Raimi Kola Kowiyu

Personal information
- Full name: Raimi Kola Kowiyu^{[citation needed]}
- Date of birth: July 15, 1995 (age 29)
- Place of birth: Cotonou, Benin
- Height: 1.80 m (5 ft 11 in)
- Position(s): Striker

Team information
- Current team: Tonnerre d'Abomey FC
- Number: 7

Youth career
- 2010: Karamone

Senior career*
- Years: Team / Apps / (Gls)
- 2011–2014: Onze Createurs / 54 / (24)
- 2014–2015: Buffles du Borgou FC / 34 / (16)
- 2015–2017: ASPAC FC / 56 / (24)
- 2015–2017: Abia Warriors F.C. / 51 / (14)
- 2019–: Tonnerre d'Abomey FC / 7 / (3)

International career^{‡}
- 2011–2012: Benin U-17 / 6 / (2)
- 2013–2014: Benin U-20 / 10 / (6)
- 2016–2017: Benin U-23^{[citation needed]} / 5 / (1)
- 2017–: Benin / 13 / (5)

= Raimi Kola =

Beninese soccer player (born 1995)

Raimi Kola Kowiyu is a Nigeria-born naturalized Beninese national soccer team player. He presently plays for AS Tonnerre in the Benin premier league 2019–20 season. He has played as forward for Abia Warriors. in the Nigeria Premier League, Buffles du Borgou FC, ASPAC FC.

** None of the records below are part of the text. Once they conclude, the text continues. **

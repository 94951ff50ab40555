//! Shared test utilities for integration and E2E tests.
//!
//! ## Usage
//!
//! ```rust,ignore
//! mod common;
//! use common::prelude::*;
//!
//! #[test]
//! fn test_example() {
//!     let fixture = TestFixture::new()
//!         .with_doc("api", "index.md", "# API\n")
//!         .with_config(configs::SINGLE_REPO);
//!     fixture.command().arg("build").assert().success();
//! }
//! ```

use assert_fs::prelude::*;
use std::path::Path;

/// Re-export commonly used test dependencies for convenience.
pub mod prelude {
    pub use assert_cmd::cargo::cargo_bin_cmd;
    pub use assert_fs::prelude::*;
    #[allow(unused_imports)]
    pub use assert_fs::TempDir;
    pub use predicates::prelude::*;

    #[allow(unused_imports)]
    pub use super::configs;
    pub use super::TestFixture;
}

/// Common configuration YAML snippets for testing.
#[allow(dead_code)]
pub mod configs {
    /// One repository checked out at `api/`, with tracking enabled.
    pub const SINGLE_REPO: &str = r#"
output: site
state-file: state/docbuilder.json
repositories:
  - name: api
    path: api
"#;

    /// Two repositories, `api/` and `guides/`, with tracking enabled.
    pub const TWO_REPOS: &str = r#"
output: site
state-file: state/docbuilder.json
repositories:
  - name: api
    url: https://github.com/acme/api.git
    path: api
    tags: [backend]
  - name: guides
    path: guides
front-matter:
  - source: site-defaults
    mode: set-if-missing
    data:
      layout: docs
"#;

    /// Valid YAML, but no repositories.
    pub const NO_REPOS: &str = "output: site\n";

    /// Invalid YAML for error testing.
    pub const INVALID_YAML: &str = "repositories: [unclosed";

    /// Misspelled key.
    pub const UNKNOWN_KEY: &str = "statefile: state.json\n";
}

/// A temporary workspace holding repository checkouts and a `docbuilder.yaml`.
pub struct TestFixture {
    temp_dir: assert_fs::TempDir,
}

impl TestFixture {
    /// Create a new test fixture with an empty temporary directory.
    pub fn new() -> Self {
        Self {
            temp_dir: assert_fs::TempDir::new().expect("Failed to create temp directory"),
        }
    }

    /// Write `docbuilder.yaml` with the given content.
    pub fn with_config(self, content: &str) -> Self {
        self.temp_dir
            .child("docbuilder.yaml")
            .write_str(content)
            .expect("Failed to write config file");
        self
    }

    /// Add a documentation file under `<repo>/docs/`.
    pub fn with_doc(self, repo: &str, path: &str, content: &str) -> Self {
        self.add_doc(repo, path, content);
        self
    }

    /// Add a documentation file to an existing fixture.
    pub fn add_doc(&self, repo: &str, path: &str, content: &str) {
        self.temp_dir
            .child(format!("{}/docs/{}", repo, path))
            .write_str(content)
            .expect("Failed to write doc file");
    }

    /// Remove a documentation file.
    #[allow(dead_code)]
    pub fn remove_doc(&self, repo: &str, path: &str) {
        std::fs::remove_file(self.path().join(format!("{}/docs/{}", repo, path)))
            .expect("Failed to remove doc file");
    }

    /// Get the path to the temporary directory.
    pub fn path(&self) -> &Path {
        self.temp_dir.path()
    }

    /// Create a child path in the temp directory.
    #[allow(dead_code)]
    pub fn child(&self, path: &str) -> assert_fs::fixture::ChildPath {
        self.temp_dir.child(path)
    }

    /// A `docbuilder` command running inside the fixture, without colour.
    pub fn command(&self) -> assert_cmd::Command {
        let mut cmd = assert_cmd::cargo::cargo_bin_cmd!("docbuilder");
        cmd.current_dir(self.path())
            .env_remove("RUST_LOG")
            .env_remove("DOCBUILDER_CONFIG")
            .arg("--color")
            .arg("never");
        cmd
    }
}

impl Default for TestFixture {
    fn default() -> Self {
        Self::new()
    }
}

Kowiyou Kola scored 2 goals in 6 games for the Beninese U17 team, and 2 goals in 7 games with the U20s. As a national team player, he has scored 2 goals in 7 games. He has been playing for the Benin republic senior national team since 3 years as he is part of the current senior national team players.

==Playing career==
Kola Raimi got call-up back into the Benin senior national team after his contract expiration with Abia Warriors.